- [Prompt]: Would you restate the data exactly as given?

•••••

use serde::{Deserialize, Serialize};

/// Body Scryfall returns alongside any non-success status.
///
/// ```json
/// {"object": "error", "code": "not_found", "status": 404, "details": "No cards found ..."}
/// ```
#[derive(Serialize, Deserialize, Debug, Clone, PartialEq)]
pub struct ErrorObject {
    pub object: String,
    pub code: String,
    pub status: u16,
    pub details: String,
    #[serde(rename = "type", default, skip_serializing_if = "Option::is_none")]
    pub error_type: Option<String>,
    #[serde(default, skip_serializing_if = "Vec::is_empty")]
    pub warnings: Vec<String>,
}

impl ErrorObject {
    /// Parses `body` as an error object, if it is one.
    pub fn from_body(body: &str) -> Option<Self> {
        serde_json::from_str::<Self>(body)
            .ok()
            .filter(|obj| obj.object == "error")
    }
}

#[cfg(test)]
mod tests {
    use super::*;

    #[test]
    fn parses_not_found_body() {
        let body = r#"{
            "object": "error",
            "code": "not_found",
            "status": 404,
            "details": "No cards found matching “Blak Lotus”"
        }"#;
        let obj = ErrorObject::from_body(body).unwrap();
        assert_eq!(obj.code, "not_found");
        assert_eq!(obj.status, 404);
        assert!(obj.details.contains("Blak Lotus"));
        assert!(obj.warnings.is_empty());
    }

    #[test]
    fn parses_ambiguous_type() {
        let body = r#"{
            "object": "error",
            "code": "not_found",
            "type": "ambiguous",
            "status": 404,
            "details": "Too many cards match ambiguous name “jace”. Add more words to refine your search."
        }"#;
        let obj = ErrorObject::from_body(body).unwrap();
        assert_eq!(obj.error_type.as_deref(), Some("ambiguous"));
    }

    #[test]
    fn rejects_non_error_objects() {
        assert!(ErrorObject::from_body(r#"{"object": "card", "name": "Shock"}"#).is_none());
        assert!(ErrorObject::from_body("Internal Server Error").is_none());
    }
}
//! Error types for the library layer.

use thiserror::Error;

/// Errors produced by the library layer. Lookup failures themselves are
/// never returned from construction; they are kept on the lookup.
#[derive(Error, Debug)]
pub enum CardLookupError {
    /// An error from the underlying API client.
    #[error("API error: {0}")]
    Api(#[from] scryfall_api::Error),
    /// User-provided input failed validation.
    #[error("Invalid input: {0}")]
    InvalidInput(String),
    /// An environment setting could not be used.
    #[error("Configuration error: {0}")]
    Config(String),
}
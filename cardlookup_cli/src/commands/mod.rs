//! CLI subcommand implementations.

pub mod card;
pub mod field;
pub mod prices;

•••••

- [Expected answer]:
use serde::{Deserialize, Serialize};

/// Body Scryfall returns alongside any non-success status.
///
/// ```json
/// {"object": "error", "code": "not_found", "status": 404, "details": "No cards found ..."}
/// ```
#[derive(Serialize, Deserialize, Debug, Clone, PartialEq)]
pub struct ErrorObject {
    pub object: String,
    pub code: String,
    pub status: u16,
    pub details: String,
    #[serde(rename = "type", default, skip_serializing_if = "Option::is_none")]
    pub error_type: Option<String>,
    #[serde(default, skip_serializing_if = "Vec::is_empty")]
    pub warnings: Vec<String>,
}

impl ErrorObject {
    /// Parses `body` as an error object, if it is one.
    pub fn from_body(body: &str) -> Option<Self> {
        serde_json::from_str::<Self>(body)
            .ok()
            .filter(|obj| obj.object == "error")
    }
}

#[cfg(test)]
mod tests {
    use super::*;

    #[test]
    fn parses_not_found_body() {
        let body = r#"{
            "object": "error",
            "code": "not_found",
            "status": 404,
            "details": "No cards found matching “Blak Lotus”"
        }"#;
        let obj = ErrorObject::from_body(body).unwrap();
        assert_eq!(obj.code, "not_found");
        assert_eq!(obj.status, 404);
        assert!(obj.details.contains("Blak Lotus"));
        assert!(obj.warnings.is_empty());
    }

    #[test]
    fn parses_ambiguous_type() {
        let body = r#"{
            "object": "error",
            "code": "not_found",
            "type": "ambiguous",
            "status": 404,
            "details": "Too many cards match ambiguous name “jace”. Add more words to refine your search."
        }"#;
        let obj = ErrorObject::from_body(body).unwrap();
        assert_eq!(obj.error_type.as_deref(), Some("ambiguous"));
    }

    #[test]
    fn rejects_non_error_objects() {
        assert!(ErrorObject::from_body(r#"{"object": "card", "name": "Shock"}"#).is_none());
        assert!(ErrorObject::from_body("Internal Server Error").is_none());
    }
}
//! Error types for the library layer.

use thiserror::Error;

/// Errors produced by the library layer. Lookup failures themselves are
/// never returned from construction; they are kept on the lookup.
#[derive(Error, Debug)]
pub enum CardLookupError {
    /// An error from the underlying API client.
    #[error("API error: {0}")]
    Api(#[from] scryfall_api::Error),
    /// User-provided input failed validation.
    #[error("Invalid input: {0}")]
    InvalidInput(String),
    /// An environment setting could not be used.
    #[error("Configuration error: {0}")]
    Config(String),
}
filename cardlookup_cli/src/commands/mod.rs
//! CLI subcommand implementations.

pub mod card;
pub mod field;
pub mod prices;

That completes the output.